Portugal had already dotted the Cabinda coast with trading posts and logging camps by the time it signed the 1885 Treaty of Simulambuco with the chiefs of Kakongo, Loanga, and Ngoyo, making their territory into a protectorate called Portuguese Congo. At first, this was a completely separate colony from Portuguese West Africa, which was established to the south and eventually became modern-day Angola.
The Future Angola Swallows Up The Former Cabinda
But over the next decades, Portugal gradually merged Cabinda and Angola into a single colony. In the 1970s, when the Salazar dictatorship ended and Portugal began to withdraw from its African colonies, Cabinda became part of the newly independent Republic of Angola. To this day, it’s the country’s smallest province apart from the capital city of Luanda: a Delaware-sized chunk of land isolated from the rest of Angola by 20 miles of Congolese territory and the deepest river in the world.
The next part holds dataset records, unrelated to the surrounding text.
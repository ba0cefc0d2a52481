//! In-process decision source.
//!
//! Decisions are pushed onto a queue by the embedding application (or a
//! test) and consumed by breakpoints in arrival order. Published requests
//! are retained for inspection.

use async_trait::async_trait;
use std::collections::VecDeque;
use tokio::sync::{Mutex, Notify};

use crate::domain::errors::DomainResult;
use crate::domain::models::breakpoint::{BreakpointRequest, Decision};
use crate::domain::ports::decision::DecisionSource;

/// Queue-backed decision source for embedded and test use.
#[derive(Default)]
pub struct ChannelDecisionSource {
    queue: Mutex<VecDeque<Decision>>,
    published: Mutex<Vec<BreakpointRequest>>,
    notify: Notify,
}

impl ChannelDecisionSource {
    pub fn new() -> Self {
        Self::default()
    }

    /// Queue a decision for the next breakpoint that awaits one.
    pub async fn enqueue(&self, decision: Decision) {
        self.queue.lock().await.push_back(decision);
        self.notify.notify_one();
    }

    /// All requests published so far, in order.
    pub async fn published(&self) -> Vec<BreakpointRequest> {
        self.published.lock().await.clone()
    }
}

#[async_trait]
impl DecisionSource for ChannelDecisionSource {
    fn name(&self) -> &'static str {
        "channel"
    }

    async fn publish(&self, request: &BreakpointRequest) -> DomainResult<()> {
        self.published.lock().await.push(request.clone());
        Ok(())
    }

    async fn await_decision(&self, _request: &BreakpointRequest) -> DomainResult<Decision> {
        loop {
            if let Some(decision) = self.queue.lock().await.pop_front() {
                return Ok(decision);
            }
            self.notify.notified().await;
        }
    }
}

#[cfg(test)]
mod tests {
    use super::*;
    use crate::domain::models::breakpoint::Verdict;
    use std::sync::Arc;
    use std::time::Duration;

    #[tokio::test]
    async fn test_enqueued_decision_resolves_waiter() {
        let source = Arc::new(ChannelDecisionSource::new());
        let request = BreakpointRequest::new("Review", "Proceed?");
        source.publish(&request).await.unwrap();

        let waiter = {
            let source = source.clone();
            let request = request.clone();
            tokio::spawn(async move { source.await_decision(&request).await })
        };
        tokio::time::sleep(Duration::from_millis(10)).await;
        source.enqueue(Decision::approve()).await;

        let decision = waiter.await.unwrap().unwrap();
        assert_eq!(decision.verdict, Verdict::Approve);
        assert_eq!(source.published().await.len(), 1);
    }

    #[tokio::test]
    async fn test_preloaded_decision_resolves_immediately() {
        let source = ChannelDecisionSource::new();
        source.enqueue(Decision::reject("scope too broad")).await;

        let request = BreakpointRequest::new("Review", "Proceed?");
        let decision = source.await_decision(&request).await.unwrap();
        assert_eq!(decision.verdict, Verdict::Reject);
    }
}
Not all Cabindans are happy with this arrangement. A militia called FLEC fought a guerrilla war against Angola for decades, insisting that, by the original treaties, the tiny province should be an independent country. A compromise and ceasefire were announced in 2006, but Cabinda jumped back into the headlines in 2010, when a FLEC splinter group attacked a bus carrying the national soccer team of Togo as it passed through Cabinda. Three people were killed and seven more wounded.
Angola Can’t Afford To Let Cabinda Go
Why is Angola so reluctant to give up a tiny, isolated sliver of territory, one that it takes a plane flight, a ferry ride, or 11 hours on Congolese roads just to get to? Because oil was discovered off Cabinda in 1967, and the region now provides around two-thirds of the oil revenue that propels Angola’s economy. The Republic of Cabinda still operates a hopeful government-in-exile from across the Congolese border and out of offices in Paris, but no other nation on earth even recognizes its existence.